*** EXERCISE MATERIALS ***
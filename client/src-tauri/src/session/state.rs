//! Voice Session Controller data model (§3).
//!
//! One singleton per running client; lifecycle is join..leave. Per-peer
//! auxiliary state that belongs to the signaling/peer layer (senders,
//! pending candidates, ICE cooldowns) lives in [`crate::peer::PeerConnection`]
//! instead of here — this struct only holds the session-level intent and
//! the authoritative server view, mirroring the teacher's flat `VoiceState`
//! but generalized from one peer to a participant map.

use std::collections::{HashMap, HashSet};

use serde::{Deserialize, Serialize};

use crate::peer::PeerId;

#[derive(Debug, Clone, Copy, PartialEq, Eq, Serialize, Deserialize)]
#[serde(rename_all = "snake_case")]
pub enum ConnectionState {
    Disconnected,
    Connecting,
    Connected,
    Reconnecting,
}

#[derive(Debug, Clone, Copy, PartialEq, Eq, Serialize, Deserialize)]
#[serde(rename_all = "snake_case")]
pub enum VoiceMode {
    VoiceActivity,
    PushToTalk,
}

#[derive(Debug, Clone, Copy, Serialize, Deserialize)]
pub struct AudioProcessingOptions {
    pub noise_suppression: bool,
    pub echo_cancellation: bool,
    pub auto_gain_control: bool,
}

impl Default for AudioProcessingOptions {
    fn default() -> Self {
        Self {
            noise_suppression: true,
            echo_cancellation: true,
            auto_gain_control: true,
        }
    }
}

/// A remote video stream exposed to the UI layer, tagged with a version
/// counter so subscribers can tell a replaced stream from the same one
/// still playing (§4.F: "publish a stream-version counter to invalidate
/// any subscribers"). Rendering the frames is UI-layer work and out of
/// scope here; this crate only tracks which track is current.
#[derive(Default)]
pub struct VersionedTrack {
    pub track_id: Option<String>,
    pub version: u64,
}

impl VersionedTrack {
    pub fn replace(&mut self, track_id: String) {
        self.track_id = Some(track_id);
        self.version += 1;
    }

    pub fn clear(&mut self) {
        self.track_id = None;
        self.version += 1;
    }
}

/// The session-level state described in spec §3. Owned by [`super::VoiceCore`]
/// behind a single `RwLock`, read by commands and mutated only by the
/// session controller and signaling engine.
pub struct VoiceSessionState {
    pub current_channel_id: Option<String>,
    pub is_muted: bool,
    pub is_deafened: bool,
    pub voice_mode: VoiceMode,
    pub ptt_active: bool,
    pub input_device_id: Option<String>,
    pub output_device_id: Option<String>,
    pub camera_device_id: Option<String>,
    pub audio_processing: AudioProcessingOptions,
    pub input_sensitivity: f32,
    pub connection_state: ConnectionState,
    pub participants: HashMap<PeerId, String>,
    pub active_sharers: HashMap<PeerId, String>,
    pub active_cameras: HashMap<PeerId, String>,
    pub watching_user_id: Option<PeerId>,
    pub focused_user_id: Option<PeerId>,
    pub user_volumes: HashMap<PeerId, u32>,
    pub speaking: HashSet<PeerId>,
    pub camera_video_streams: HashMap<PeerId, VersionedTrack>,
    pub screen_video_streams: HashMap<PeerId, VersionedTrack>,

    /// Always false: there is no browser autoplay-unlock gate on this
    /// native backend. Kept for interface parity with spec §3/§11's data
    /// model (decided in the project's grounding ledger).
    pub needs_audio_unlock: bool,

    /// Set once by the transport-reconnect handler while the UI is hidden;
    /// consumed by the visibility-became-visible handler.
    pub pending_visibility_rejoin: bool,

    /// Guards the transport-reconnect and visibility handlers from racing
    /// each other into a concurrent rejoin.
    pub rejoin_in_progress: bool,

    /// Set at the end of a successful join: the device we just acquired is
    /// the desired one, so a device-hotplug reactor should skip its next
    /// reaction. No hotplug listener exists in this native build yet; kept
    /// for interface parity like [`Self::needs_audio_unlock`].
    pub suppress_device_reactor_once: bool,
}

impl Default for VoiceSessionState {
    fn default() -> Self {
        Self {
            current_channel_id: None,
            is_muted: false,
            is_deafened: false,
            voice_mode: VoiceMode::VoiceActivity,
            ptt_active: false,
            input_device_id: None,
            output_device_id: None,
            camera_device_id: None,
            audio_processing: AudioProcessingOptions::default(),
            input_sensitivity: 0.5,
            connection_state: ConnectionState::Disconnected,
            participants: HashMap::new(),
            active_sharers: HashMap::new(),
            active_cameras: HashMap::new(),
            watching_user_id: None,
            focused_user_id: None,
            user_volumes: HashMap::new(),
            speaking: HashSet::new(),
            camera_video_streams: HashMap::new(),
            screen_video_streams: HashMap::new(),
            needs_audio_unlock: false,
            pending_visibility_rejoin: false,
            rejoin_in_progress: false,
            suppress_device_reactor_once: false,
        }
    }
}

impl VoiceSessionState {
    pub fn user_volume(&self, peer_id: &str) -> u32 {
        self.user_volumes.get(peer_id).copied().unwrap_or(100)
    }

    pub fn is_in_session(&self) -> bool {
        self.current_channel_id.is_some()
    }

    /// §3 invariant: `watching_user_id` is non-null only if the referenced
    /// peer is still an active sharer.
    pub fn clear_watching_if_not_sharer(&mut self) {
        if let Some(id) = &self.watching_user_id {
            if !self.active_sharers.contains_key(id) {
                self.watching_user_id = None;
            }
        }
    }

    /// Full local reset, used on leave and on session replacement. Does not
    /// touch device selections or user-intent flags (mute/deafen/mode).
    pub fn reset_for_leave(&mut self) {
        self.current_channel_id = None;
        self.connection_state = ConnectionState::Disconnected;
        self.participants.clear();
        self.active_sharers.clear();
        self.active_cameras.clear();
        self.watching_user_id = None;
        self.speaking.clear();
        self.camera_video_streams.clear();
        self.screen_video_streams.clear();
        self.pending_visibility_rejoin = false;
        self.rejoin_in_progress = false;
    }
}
*** End of EXERCISE MATERIALS ***
→ YOUR INSTRUCTIONS:
What you output must be the lines from the opening of the material above up to and including the line with "auxiliary state that", reproduced exactly.

→ WRITTEN ANSWER:
filename client/src-tauri/src/session/state.rs
//! Voice Session Controller data model (§3).
//!
//! One singleton per running client; lifecycle is join..leave. Per-peer
//! auxiliary state that belongs to the signaling/peer layer (senders,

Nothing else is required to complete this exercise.